Dataset excerpts:
※

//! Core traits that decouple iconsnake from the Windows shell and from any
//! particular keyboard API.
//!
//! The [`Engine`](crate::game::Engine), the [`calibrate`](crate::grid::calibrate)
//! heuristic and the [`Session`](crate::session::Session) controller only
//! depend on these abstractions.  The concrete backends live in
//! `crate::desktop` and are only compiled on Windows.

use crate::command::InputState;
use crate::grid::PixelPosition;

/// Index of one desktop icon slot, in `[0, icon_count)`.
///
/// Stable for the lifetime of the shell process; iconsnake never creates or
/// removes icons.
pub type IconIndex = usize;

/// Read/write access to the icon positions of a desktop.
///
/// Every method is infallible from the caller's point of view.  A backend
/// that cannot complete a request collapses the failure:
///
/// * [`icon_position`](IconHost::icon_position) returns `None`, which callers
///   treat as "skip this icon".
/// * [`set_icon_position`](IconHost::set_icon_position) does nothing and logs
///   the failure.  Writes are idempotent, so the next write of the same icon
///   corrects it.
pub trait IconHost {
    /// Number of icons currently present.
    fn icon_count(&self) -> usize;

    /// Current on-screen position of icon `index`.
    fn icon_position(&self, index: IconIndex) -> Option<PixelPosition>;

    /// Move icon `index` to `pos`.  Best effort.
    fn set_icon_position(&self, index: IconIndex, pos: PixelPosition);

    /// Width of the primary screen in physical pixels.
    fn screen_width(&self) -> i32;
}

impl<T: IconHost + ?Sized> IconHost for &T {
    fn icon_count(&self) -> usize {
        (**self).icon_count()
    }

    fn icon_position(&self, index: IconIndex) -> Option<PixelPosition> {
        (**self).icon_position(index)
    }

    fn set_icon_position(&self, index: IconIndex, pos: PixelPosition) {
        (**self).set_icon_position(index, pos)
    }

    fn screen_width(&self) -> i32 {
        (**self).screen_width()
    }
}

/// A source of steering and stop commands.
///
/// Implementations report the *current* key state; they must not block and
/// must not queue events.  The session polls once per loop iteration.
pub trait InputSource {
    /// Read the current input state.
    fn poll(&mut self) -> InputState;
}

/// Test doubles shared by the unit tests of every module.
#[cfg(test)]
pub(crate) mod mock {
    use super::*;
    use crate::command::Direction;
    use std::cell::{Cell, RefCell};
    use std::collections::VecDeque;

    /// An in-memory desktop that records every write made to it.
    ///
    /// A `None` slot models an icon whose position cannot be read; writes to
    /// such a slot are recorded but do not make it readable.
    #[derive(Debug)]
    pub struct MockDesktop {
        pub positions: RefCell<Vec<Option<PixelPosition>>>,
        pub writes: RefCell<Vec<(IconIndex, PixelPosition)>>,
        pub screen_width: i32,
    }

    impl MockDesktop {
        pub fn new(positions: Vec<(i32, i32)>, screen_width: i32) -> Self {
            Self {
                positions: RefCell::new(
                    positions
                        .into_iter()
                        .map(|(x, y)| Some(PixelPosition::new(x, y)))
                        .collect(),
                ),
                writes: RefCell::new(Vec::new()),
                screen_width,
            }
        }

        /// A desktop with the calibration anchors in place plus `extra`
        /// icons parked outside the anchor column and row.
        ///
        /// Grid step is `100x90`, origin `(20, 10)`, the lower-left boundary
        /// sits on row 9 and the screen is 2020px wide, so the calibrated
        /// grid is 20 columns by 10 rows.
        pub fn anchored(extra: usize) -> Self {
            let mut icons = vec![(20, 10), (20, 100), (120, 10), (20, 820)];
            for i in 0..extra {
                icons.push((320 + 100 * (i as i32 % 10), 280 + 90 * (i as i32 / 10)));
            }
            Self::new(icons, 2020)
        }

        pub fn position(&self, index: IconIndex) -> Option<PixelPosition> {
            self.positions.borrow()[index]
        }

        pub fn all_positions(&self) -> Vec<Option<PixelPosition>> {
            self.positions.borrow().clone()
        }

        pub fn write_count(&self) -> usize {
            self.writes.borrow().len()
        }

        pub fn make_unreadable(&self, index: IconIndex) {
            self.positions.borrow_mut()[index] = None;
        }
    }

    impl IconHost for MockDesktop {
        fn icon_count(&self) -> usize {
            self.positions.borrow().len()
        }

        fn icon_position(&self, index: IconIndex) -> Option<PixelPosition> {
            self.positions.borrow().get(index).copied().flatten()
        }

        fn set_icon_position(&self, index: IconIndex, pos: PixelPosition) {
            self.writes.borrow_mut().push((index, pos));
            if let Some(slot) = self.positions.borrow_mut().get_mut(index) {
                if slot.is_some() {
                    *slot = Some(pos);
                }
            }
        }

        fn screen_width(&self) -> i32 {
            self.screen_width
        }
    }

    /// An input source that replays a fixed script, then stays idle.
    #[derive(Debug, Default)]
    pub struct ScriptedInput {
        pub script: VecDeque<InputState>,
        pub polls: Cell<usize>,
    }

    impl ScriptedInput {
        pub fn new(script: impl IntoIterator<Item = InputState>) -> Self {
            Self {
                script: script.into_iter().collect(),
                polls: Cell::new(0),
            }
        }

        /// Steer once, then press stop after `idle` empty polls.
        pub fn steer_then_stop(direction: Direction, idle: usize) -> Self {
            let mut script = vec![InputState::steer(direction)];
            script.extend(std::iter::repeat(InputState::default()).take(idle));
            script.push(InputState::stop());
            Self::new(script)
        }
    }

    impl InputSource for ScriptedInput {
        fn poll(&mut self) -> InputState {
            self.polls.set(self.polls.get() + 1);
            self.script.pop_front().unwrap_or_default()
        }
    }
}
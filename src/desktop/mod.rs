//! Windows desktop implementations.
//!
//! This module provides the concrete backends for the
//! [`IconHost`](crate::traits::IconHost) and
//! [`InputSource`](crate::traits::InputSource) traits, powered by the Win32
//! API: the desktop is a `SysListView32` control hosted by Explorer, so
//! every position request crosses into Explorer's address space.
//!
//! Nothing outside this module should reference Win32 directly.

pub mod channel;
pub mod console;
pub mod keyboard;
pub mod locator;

※

PROBLEM REQUIREMENTS: Exact copies of all the entries above are required.

COMPLETED TASK:
//! Core traits that decouple iconsnake from the Windows shell and from any
//! particular keyboard API.
//!
//! The [`Engine`](crate::game::Engine), the [`calibrate`](crate::grid::calibrate)
//! heuristic and the [`Session`](crate::session::Session) controller only
//! depend on these abstractions.  The concrete backends live in
//! `crate::desktop` and are only compiled on Windows.

use crate::command::InputState;
use crate::grid::PixelPosition;

/// Index of one desktop icon slot, in `[0, icon_count)`.
///
/// Stable for the lifetime of the shell process; iconsnake never creates or
/// removes icons.
pub type IconIndex = usize;

/// Read/write access to the icon positions of a desktop.
///
/// Every method is infallible from the caller's point of view.  A backend
/// that cannot complete a request collapses the failure:
///
/// * [`icon_position`](IconHost::icon_position) returns `None`, which callers
///   treat as "skip this icon".
/// * [`set_icon_position`](IconHost::set_icon_position) does nothing and logs
///   the failure.  Writes are idempotent, so the next write of the same icon
///   corrects it.
pub trait IconHost {
    /// Number of icons currently present.
    fn icon_count(&self) -> usize;

    /// Current on-screen position of icon `index`.
    fn icon_position(&self, index: IconIndex) -> Option<PixelPosition>;

    /// Move icon `index` to `pos`.  Best effort.
    fn set_icon_position(&self, index: IconIndex, pos: PixelPosition);

    /// Width of the primary screen in physical pixels.
    fn screen_width(&self) -> i32;
}

impl<T: IconHost + ?Sized> IconHost for &T {
    fn icon_count(&self) -> usize {
        (**self).icon_count()
    }

    fn icon_position(&self, index: IconIndex) -> Option<PixelPosition> {
        (**self).icon_position(index)
    }

    fn set_icon_position(&self, index: IconIndex, pos: PixelPosition) {
        (**self).set_icon_position(index, pos)
    }

    fn screen_width(&self) -> i32 {
        (**self).screen_width()
    }
}

/// A source of steering and stop commands.
///
/// Implementations report the *current* key state; they must not block and
/// must not queue events.  The session polls once per loop iteration.
pub trait InputSource {
    /// Read the current input state.
    fn poll(&mut self) -> InputState;
}

/// Test doubles shared by the unit tests of every module.
#[cfg(test)]
pub(crate) mod mock {
    use super::*;
    use crate::command::Direction;
    use std::cell::{Cell, RefCell};
    use std::collections::VecDeque;

    /// An in-memory desktop that records every write made to it.
    ///
    /// A `None` slot models an icon whose position cannot be read; writes to
    /// such a slot are recorded but do not make it readable.
    #[derive(Debug)]
    pub struct MockDesktop {
        pub positions: RefCell<Vec<Option<PixelPosition>>>,
        pub writes: RefCell<Vec<(IconIndex, PixelPosition)>>,
        pub screen_width: i32,
    }

    impl MockDesktop {
        pub fn new(positions: Vec<(i32, i32)>, screen_width: i32) -> Self {
            Self {
                positions: RefCell::new(
                    positions
                        .into_iter()
                        .map(|(x, y)| Some(PixelPosition::new(x, y)))
                        .collect(),
                ),
                writes: RefCell::new(Vec::new()),
                screen_width,
            }
        }

        /// A desktop with the calibration anchors in place plus `extra`
        /// icons parked outside the anchor column and row.
        ///
        /// Grid step is `100x90`, origin `(20, 10)`, the lower-left boundary
        /// sits on row 9 and the screen is 2020px wide, so the calibrated
        /// grid is 20 columns by 10 rows.
        pub fn anchored(extra: usize) -> Self {
            let mut icons = vec![(20, 10), (20, 100), (120, 10), (20, 820)];
            for i in 0..extra {
                icons.push((320 + 100 * (i as i32 % 10), 280 + 90 * (i as i32 / 10)));
            }
            Self::new(icons, 2020)
        }

        pub fn position(&self, index: IconIndex) -> Option<PixelPosition> {
            self.positions.borrow()[index]
        }

        pub fn all_positions(&self) -> Vec<Option<PixelPosition>> {
            self.positions.borrow().clone()
        }

        pub fn write_count(&self) -> usize {
            self.writes.borrow().len()
        }

        pub fn make_unreadable(&self, index: IconIndex) {
            self.positions.borrow_mut()[index] = None;
        }
    }

    impl IconHost for MockDesktop {
        fn icon_count(&self) -> usize {
            self.positions.borrow().len()
        }

        fn icon_position(&self, index: IconIndex) -> Option<PixelPosition> {
            self.positions.borrow().get(index).copied().flatten()
        }

        fn set_icon_position(&self, index: IconIndex, pos: PixelPosition) {
            self.writes.borrow_mut().push((index, pos));
            if let Some(slot) = self.positions.borrow_mut().get_mut(index) {
                if slot.is_some() {
                    *slot = Some(pos);
                }
            }
        }

        fn screen_width(&self) -> i32 {
            self.screen_width
        }
    }

    /// An input source that replays a fixed script, then stays idle.
    #[derive(Debug, Default)]
    pub struct ScriptedInput {
        pub script: VecDeque<InputState>,
        pub polls: Cell<usize>,
    }

    impl ScriptedInput {
        pub fn new(script: impl IntoIterator<Item = InputState>) -> Self {
            Self {
                script: script.into_iter().collect(),
                polls: Cell::new(0),
            }
        }

        /// Steer once, then press stop after `idle` empty polls.
        pub fn steer_then_stop(direction: Direction, idle: usize) -> Self {
            let mut script = vec![InputState::steer(direction)];
            script.extend(std::iter::repeat(InputState::default()).take(idle));
            script.push(InputState::stop());
            Self::new(script)
        }
    }

    impl InputSource for ScriptedInput {
        fn poll(&mut self) -> InputState {
            self.polls.set(self.polls.get() + 1);
            self.script.pop_front().unwrap_or_default()
        }
    }
}
filename src/desktop/mod.rs
//! Windows desktop implementations.
//!
//! This module provides the concrete backends for the
//! [`IconHost`](crate::traits::IconHost) and
//! [`InputSource`](crate::traits::InputSource) traits, powered by the Win32
//! API: the desktop is a `SysListView32` control hosted by Explorer, so
//! every position request crosses into Explorer's address space.
//!
//! Nothing outside this module should reference Win32 directly.

pub mod channel;
pub mod console;
pub mod keyboard;
pub mod locator;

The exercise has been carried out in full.